• Aim of the task:
Check every line in the listing below for "owner". Copy the ones where it occurs.
- - -
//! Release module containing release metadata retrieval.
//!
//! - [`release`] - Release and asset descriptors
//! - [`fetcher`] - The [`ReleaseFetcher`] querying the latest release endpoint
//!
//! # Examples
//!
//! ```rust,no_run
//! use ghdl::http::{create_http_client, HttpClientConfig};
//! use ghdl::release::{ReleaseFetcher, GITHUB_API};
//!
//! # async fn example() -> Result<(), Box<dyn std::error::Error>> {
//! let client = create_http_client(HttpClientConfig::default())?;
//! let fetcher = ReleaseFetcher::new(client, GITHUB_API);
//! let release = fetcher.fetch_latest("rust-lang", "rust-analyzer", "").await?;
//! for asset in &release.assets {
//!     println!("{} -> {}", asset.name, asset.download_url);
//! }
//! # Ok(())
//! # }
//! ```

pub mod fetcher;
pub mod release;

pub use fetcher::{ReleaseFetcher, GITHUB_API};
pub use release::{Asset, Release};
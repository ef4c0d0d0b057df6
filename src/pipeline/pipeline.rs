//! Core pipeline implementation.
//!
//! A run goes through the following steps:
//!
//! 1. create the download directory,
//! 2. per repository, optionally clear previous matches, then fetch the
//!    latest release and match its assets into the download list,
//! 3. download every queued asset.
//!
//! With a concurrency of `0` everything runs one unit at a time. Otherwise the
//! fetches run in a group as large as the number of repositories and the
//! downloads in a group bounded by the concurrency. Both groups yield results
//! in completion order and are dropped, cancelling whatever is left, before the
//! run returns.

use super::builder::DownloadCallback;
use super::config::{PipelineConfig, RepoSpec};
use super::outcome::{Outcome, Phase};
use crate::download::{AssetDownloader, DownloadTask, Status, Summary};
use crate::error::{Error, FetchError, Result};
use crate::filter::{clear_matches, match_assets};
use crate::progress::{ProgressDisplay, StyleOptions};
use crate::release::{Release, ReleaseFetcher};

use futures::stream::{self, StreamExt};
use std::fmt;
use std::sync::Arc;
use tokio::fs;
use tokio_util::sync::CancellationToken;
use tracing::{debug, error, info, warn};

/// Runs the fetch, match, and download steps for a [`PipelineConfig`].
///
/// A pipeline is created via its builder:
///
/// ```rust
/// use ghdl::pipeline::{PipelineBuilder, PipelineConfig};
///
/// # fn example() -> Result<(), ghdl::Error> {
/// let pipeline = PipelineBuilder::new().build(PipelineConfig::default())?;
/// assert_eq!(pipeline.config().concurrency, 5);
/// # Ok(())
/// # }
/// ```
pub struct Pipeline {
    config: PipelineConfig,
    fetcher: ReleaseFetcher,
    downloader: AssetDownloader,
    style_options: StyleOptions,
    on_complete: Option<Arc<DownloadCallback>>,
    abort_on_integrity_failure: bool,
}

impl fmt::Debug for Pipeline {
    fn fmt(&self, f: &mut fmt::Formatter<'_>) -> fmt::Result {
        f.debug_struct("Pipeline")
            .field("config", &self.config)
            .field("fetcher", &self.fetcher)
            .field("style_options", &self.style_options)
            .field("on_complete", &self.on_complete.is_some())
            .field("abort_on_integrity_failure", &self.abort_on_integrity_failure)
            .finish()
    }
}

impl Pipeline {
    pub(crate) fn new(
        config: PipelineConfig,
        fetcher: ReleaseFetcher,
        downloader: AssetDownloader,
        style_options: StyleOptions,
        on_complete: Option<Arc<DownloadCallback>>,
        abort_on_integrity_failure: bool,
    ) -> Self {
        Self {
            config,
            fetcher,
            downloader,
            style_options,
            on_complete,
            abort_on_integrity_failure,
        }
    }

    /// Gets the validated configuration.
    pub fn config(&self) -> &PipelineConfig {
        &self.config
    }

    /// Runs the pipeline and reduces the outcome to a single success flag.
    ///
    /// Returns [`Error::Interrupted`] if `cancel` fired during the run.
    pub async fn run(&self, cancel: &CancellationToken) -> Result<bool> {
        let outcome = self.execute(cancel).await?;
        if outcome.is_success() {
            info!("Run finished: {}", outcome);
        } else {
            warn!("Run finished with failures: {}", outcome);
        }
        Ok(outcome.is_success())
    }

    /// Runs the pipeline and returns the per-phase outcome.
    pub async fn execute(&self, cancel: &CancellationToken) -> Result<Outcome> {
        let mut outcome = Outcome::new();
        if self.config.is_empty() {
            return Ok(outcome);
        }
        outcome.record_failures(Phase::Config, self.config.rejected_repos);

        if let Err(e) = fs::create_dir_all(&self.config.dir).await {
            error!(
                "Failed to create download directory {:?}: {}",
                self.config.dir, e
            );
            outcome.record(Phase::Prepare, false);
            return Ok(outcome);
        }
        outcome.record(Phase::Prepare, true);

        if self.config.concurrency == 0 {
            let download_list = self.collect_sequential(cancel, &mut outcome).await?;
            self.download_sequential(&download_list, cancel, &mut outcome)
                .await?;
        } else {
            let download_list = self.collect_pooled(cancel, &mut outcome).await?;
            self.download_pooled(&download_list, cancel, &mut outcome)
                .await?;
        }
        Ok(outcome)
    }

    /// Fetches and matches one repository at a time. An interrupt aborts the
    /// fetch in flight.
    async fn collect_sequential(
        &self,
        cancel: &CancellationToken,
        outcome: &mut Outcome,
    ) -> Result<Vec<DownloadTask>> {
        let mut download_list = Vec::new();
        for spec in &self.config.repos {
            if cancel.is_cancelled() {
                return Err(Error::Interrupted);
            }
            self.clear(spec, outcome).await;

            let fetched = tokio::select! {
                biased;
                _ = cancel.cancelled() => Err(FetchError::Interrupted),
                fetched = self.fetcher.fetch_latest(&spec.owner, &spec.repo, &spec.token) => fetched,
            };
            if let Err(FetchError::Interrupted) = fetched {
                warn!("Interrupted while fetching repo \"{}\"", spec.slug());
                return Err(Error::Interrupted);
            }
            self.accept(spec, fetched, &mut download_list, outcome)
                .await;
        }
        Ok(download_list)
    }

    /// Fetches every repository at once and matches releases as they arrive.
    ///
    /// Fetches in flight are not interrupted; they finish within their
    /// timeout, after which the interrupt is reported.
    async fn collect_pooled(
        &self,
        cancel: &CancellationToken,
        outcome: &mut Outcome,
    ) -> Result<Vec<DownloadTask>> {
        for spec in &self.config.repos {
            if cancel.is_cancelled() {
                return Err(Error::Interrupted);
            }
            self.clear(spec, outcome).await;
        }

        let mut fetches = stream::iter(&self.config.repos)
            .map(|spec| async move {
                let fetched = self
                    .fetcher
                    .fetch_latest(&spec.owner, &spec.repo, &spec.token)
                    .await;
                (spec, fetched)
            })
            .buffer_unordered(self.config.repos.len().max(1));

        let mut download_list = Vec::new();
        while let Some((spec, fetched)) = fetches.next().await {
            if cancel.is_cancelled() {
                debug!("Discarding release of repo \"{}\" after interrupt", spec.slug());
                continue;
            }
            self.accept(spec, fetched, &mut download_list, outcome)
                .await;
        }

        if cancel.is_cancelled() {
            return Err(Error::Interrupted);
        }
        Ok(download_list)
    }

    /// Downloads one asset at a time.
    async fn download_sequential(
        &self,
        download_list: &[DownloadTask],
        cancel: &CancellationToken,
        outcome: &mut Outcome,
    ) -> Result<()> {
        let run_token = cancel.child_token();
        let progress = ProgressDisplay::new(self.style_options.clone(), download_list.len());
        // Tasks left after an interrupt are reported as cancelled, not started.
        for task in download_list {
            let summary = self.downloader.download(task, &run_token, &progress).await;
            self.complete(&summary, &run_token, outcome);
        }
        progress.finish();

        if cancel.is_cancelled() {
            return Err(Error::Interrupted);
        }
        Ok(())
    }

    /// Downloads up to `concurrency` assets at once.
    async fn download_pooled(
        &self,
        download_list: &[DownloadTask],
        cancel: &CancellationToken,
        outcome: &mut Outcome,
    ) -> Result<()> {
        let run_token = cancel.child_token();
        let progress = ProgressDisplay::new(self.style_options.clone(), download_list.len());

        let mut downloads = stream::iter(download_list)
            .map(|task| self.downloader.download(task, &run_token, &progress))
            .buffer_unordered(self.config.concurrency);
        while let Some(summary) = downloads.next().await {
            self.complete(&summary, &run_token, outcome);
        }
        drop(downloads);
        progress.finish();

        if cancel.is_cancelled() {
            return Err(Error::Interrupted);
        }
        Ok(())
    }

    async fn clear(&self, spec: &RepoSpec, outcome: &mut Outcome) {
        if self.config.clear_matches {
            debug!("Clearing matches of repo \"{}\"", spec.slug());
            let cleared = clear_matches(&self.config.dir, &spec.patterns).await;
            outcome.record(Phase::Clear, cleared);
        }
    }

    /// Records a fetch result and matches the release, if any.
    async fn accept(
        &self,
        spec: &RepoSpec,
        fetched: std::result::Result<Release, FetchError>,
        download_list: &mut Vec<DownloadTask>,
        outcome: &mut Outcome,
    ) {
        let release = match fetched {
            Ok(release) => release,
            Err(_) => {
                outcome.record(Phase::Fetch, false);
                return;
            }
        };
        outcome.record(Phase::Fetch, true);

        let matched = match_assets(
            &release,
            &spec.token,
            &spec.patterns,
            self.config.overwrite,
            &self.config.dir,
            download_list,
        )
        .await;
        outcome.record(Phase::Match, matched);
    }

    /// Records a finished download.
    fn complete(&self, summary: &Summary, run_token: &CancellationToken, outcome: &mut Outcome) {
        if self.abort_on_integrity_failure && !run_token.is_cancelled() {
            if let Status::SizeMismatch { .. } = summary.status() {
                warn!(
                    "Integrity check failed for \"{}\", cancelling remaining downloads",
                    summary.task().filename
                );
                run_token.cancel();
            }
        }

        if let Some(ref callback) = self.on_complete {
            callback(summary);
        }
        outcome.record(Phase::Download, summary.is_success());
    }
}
- - -
• Solution to the problem:
                fetched = self.fetcher.fetch_latest(&spec.owner, &spec.repo, &spec.token) => fetched,
                    .fetch_latest(&spec.owner, &spec.repo, &spec.token)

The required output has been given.